A bolder claim from our study says that Democrats care about transparency, while Republicans care about outreach.

Sustainability: Searching and Not Finding

EarthSayers.tvOver the last twelve months the phrases “environmental  sustainability” and the “definition of sustainability” are in  number 1 and 2 positions on the top Google searches for sustainability. What do searchers find and who influences their thinking? Most of our citizens are getting information on these terms from Wikipedia or the EPA or, in some cases, the more mainstream press such as MSNBC.   Our site, EarthSayers.tv, is focused on being in the top results along with Wikipedia bringing the unfiltered voices of sustainability, a videopedia, if you will, calling out the people defining the emerging landscape of  sustainability.  We are not in the top rankings YET, but because we pay such close attention to search, we see a trend of major corporations moving into the top rankings as they come to understand how they can influence public perceptions of their “greenness” through paid and organic search strategies. Eventually the big Corporations will dominate the highest rankings.

But getting the attention of  progressives and their organizations on the importance of search and high rankings is difficult, largely because they lack any experience on the commercial side of the Web, resulting in much of the information and news produced around sustainability being buried in the back water of Google and Blinkx search results.  A couple of years ago when we first started EarthSayers a search on Blinkx, a video search engine, netted 21,000 sustainability videos. Today it’s over 250,000!

So as the information chests GROW of the well meaning organizations and leaders, ranging from environmentalists to triple bottom line advocates, and the bloggers and twitterers, including our own @earthsayer, seed the Web organically, we aren’t really impacting the rankings on sustainability or on any of the related categories such as global warming and climate change.  This is a failure contributing to the decline in awareness tracked in polls and surveys.
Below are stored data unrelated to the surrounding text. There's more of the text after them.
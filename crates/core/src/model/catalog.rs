//! The seam to the catalog that supplies collection schemas.
//!
//! The registry never hard-codes the set of APIs it can address; it pulls
//! schemas on demand through this trait when an unseen API is first named by
//! a collection id or a URL.

use thiserror::Error;

use crate::model::collection::CollectionSchema;

#[derive(Debug, Error, Clone, PartialEq, Eq)]
pub enum CatalogError {
    #[error("unknown API [{name}]")]
    UnknownApi { name: String },
    #[error("unknown version [{version}] for API [{name}]")]
    UnknownVersion { name: String, version: String },
}

/// Source of collection schemas for lazily-registered APIs.
pub trait ApiCatalog {
    /// All collection schemas owned by one version of an API.
    fn collections(&self, api: &str, version: &str)
        -> Result<Vec<CollectionSchema>, CatalogError>;

    /// The version used when the caller names an API without one.
    fn default_version(&self, api: &str) -> Result<String, CatalogError>;

    /// Every version the catalog can materialize for an API.
    fn known_versions(&self, api: &str) -> Result<Vec<String>, CatalogError>;
}
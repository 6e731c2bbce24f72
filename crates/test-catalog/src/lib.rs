//! Test-support implementations of the `ApiCatalog` seam: an in-memory
//! builder, a YAML/JSON catalog-file loader, and a shared sample catalog.

pub mod catalog;
pub mod errors;
pub mod loader;

pub use catalog::*;
pub use loader::*;
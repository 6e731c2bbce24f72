//! Error types for resource parsing and registry configuration.
//!
//! Two families: [`ResolveError`] covers bad user input and is an expected,
//! recoverable outcome surfaced verbatim; [`RegistryError`] indicates a
//! registration-time defect and is not meant to be caught during normal
//! resolution.

use thiserror::Error;

use crate::model::catalog::CatalogError;

pub type Result<T> = std::result::Result<T, Error>;

#[derive(Debug, Error, Clone, PartialEq, Eq)]
pub enum Error {
    #[error(transparent)]
    Resolve(#[from] ResolveError),

    #[error(transparent)]
    Registry(#[from] RegistryError),
}

/// Errors caused by the text the caller supplied.
#[derive(Debug, Error, Clone, PartialEq, Eq)]
pub enum ResolveError {
    #[error("could not parse resource: [{line}]")]
    InvalidResource { line: String },

    #[error("invalid endpoint [{url}]: missing http(s) scheme")]
    InvalidEndpoint { url: String },

    #[error("unknown collection for [{line}]")]
    UnknownCollection { line: String },

    #[error("wrong collection: expected [{expected}], got [{got}], for path [{path}]")]
    WrongResourceCollection {
        expected: String,
        got: String,
        path: String,
    },

    #[error("wrong number of fields: [{path}] does not match any of {accepted}")]
    WrongFieldNumber { path: String, accepted: String },

    #[error("unknown field [{field}] in [{path}]")]
    UnknownField { field: String, path: String },
}

impl ResolveError {
    /// The accepted shapes for a collection with these ordered params, spelled
    /// the way the user would have to type them.
    pub(crate) fn wrong_field_number(path: &str, ordered_params: &[String]) -> Self {
        let upper: Vec<String> = ordered_params
            .iter()
            .map(|p| p.to_uppercase())
            .collect();
        let mut possibilities = vec![upper[1..].join("/"), format!("/{}", upper.join("/"))];
        if ordered_params.len() > 2 {
            possibilities.insert(0, upper[upper.len() - 1].clone());
        }
        ResolveError::WrongFieldNumber {
            path: path.to_owned(),
            accepted: possibilities.join(", "),
        }
    }
}

/// Configuration defects detected while registering collection schemas.
#[derive(Debug, Error, Clone, PartialEq, Eq)]
pub enum RegistryError {
    #[error("collection [{collection}] defined in multiple APIs: {base_urls:?}")]
    AmbiguousApi {
        collection: String,
        base_urls: Vec<String>,
    },

    #[error("collections [{existing}] and [{incoming}] share the URL path [{path}]")]
    AmbiguousResourcePath {
        existing: String,
        incoming: String,
        path: String,
    },

    #[error("malformed schema for [{collection}]: {reason}")]
    MalformedSchema { collection: String, reason: String },

    #[error("URL template token [{token}] would mix literal and parameter branches")]
    MixedTrieBranch { token: String },

    #[error("invalid default registration: {reason}")]
    InvalidDefault { reason: String },

    #[error(transparent)]
    Catalog(#[from] CatalogError),
}

#[cfg(test)]
mod tests {
    use super::*;

    #[test]
    fn wrong_field_number_lists_accepted_shapes() {
        let params = vec!["project".to_string(), "widget".to_string()];
        let err = ResolveError::wrong_field_number("a/b/c", &params);
        let text = err.to_string();
        assert!(text.contains("[a/b/c]"));
        assert!(text.contains("WIDGET"));
        assert!(text.contains("/PROJECT/WIDGET"));
    }

    #[test]
    fn wrong_field_number_adds_bare_terminal_for_deep_collections() {
        let params = vec![
            "project".to_string(),
            "zone".to_string(),
            "instance".to_string(),
        ];
        let err = ResolveError::wrong_field_number("x", &params);
        assert!(err.to_string().starts_with(
            "wrong number of fields: [x] does not match any of INSTANCE, ZONE/INSTANCE"
        ));
    }

    #[test]
    fn user_errors_display_verbatim_input() {
        let err = ResolveError::UnknownCollection {
            line: "bareName".to_string(),
        };
        assert_eq!(err.to_string(), "unknown collection for [bareName]");
    }
}
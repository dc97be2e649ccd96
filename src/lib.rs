// Copyright 2025-present Harīṣh Tummalachērla
// SPDX-License-Identifier: Apache-2.0

//! JSON integer arrays in, DER `SEQUENCE OF INTEGER` out.
//!
//! The interesting part is small and has to be bit-exact: minimal
//! two's-complement INTEGER content, minimal definite lengths, and children
//! concatenated in input order. Everything else is plumbing around it.
//!
//! # Architecture
//!
//! ```text
//! ┌─────────────┐     ┌──────────────────┐     ┌─────────────────┐
//! │  source.rs  │────▶│ der/sequence.rs  │────▶│   source.rs     │
//! │ (drain,     │     │ (encode_sequence)│     │ (write_all)     │
//! │  JSON→i64)  │     └────────┬─────────┘     └─────────────────┘
//! └─────────────┘              │ per element
//!                              ▼
//!                     ┌──────────────────┐     ┌─────────────────┐
//!                     │ der/integer.rs   │────▶│ der/length.rs   │
//!                     │ (minimal 2's c.) │     │ (short/long)    │
//!                     └──────────────────┘     └─────────────────┘
//! ```
//!
//! The decode direction (`decode_integer`, `decode_sequence`, `walk_sequence`)
//! exists for round-trip testing and for `ints2der inspect`.
//!
//! # Usage
//!
//! ```
//! use ints2der::{decode_sequence, encode_sequence};
//!
//! let der = encode_sequence(&[0, 128, -128]);
//! assert_eq!(der, [0x30, 0x0A, 0x02, 0x01, 0x00, 0x02, 0x02, 0x00, 0x80, 0x02, 0x01, 0x80]);
//! assert_eq!(decode_sequence(&der).unwrap(), vec![0, 128, -128]);
//! ```

// Module declarations
pub mod contracts;
pub mod der;
mod error;
pub mod source;
pub mod testing;
pub mod utils;

// Re-exports for public API
#[cfg(feature = "parallel")]
pub use der::encode_sequence_parallel;
pub use der::{
    decode_integer, decode_integer_with, decode_sequence, decode_sequence_with, encode_integer,
    encode_integer_to_vec, encode_length, encode_sequence, walk_sequence, LengthMode, Tlv,
    TAG_INTEGER, TAG_SEQUENCE,
};
pub use error::{DerError, InputError};
pub use source::{
    drain, integers_or_empty, parse_integers, run, write_all, PipelineOptions, MAX_SAFE_INTEGER,
};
A recent Gallup poll cited in the Talk of the Town, The New Yorker, April 12, 2010, reports “forty-eight per cent of the respondents believe the threat of global warming to be generally exaggerated. This figure was up from thirty-five percent a year ago. According to the same poll, only fifty-two per cent of Americans believe that “most scientist believe that global warming is occurring – down from sixty-five per cent in 2008. The dark green line below represent the per cent of people (32%) who believe global warming is going to affect their lives, down from a high of 40 per cent.

Gallup PollElizabeth Kolbert in The New Yorker article also makes note of “a quarter of the TV weather-casters AGREE with the statement ‘global warming is a scam,’ and nearly two-thirds believe that, if warming is occurring, it is caused mostly by natural change.”  This is painful to consider.

The Web as new media can play a critical role in educating our citizens about sustainability and the related issues, especially if we use it to bring to the fore with high page rankings the unfiltered voices of business and civic leaders, experts, consultants, and citizens from all walks of life. There is way too much  processed information, particularly in the form of unsubstantiated marketing claims and green lists, and too little authentic voices of sustainability that can be found by searching the Web. Research shows that children rarely go beyond the first page of rankings and it is not a stretch to assume adults are not much different. We are working to fix the problem as soon as possible by educating leaders, aggregating sustainability videos, and using a sustainability taxonomy we created for our site to seed the Web methodically, but we can’t do it alone.  We need help drawing attention to the problem that is, at the same time, a great opportunity to increase sustainability awareness and educate our citizens.

Note:

According to PEJ New Media Index “Global warming emerged as the second-largest story in the blogosphere (at 16%). It, too, has proven a favorite over the past year. Last week marked the 10th time that the subject has been among the top five stories on blogs since PEJ New Media Index began monitoring the blogosphere in January 2009.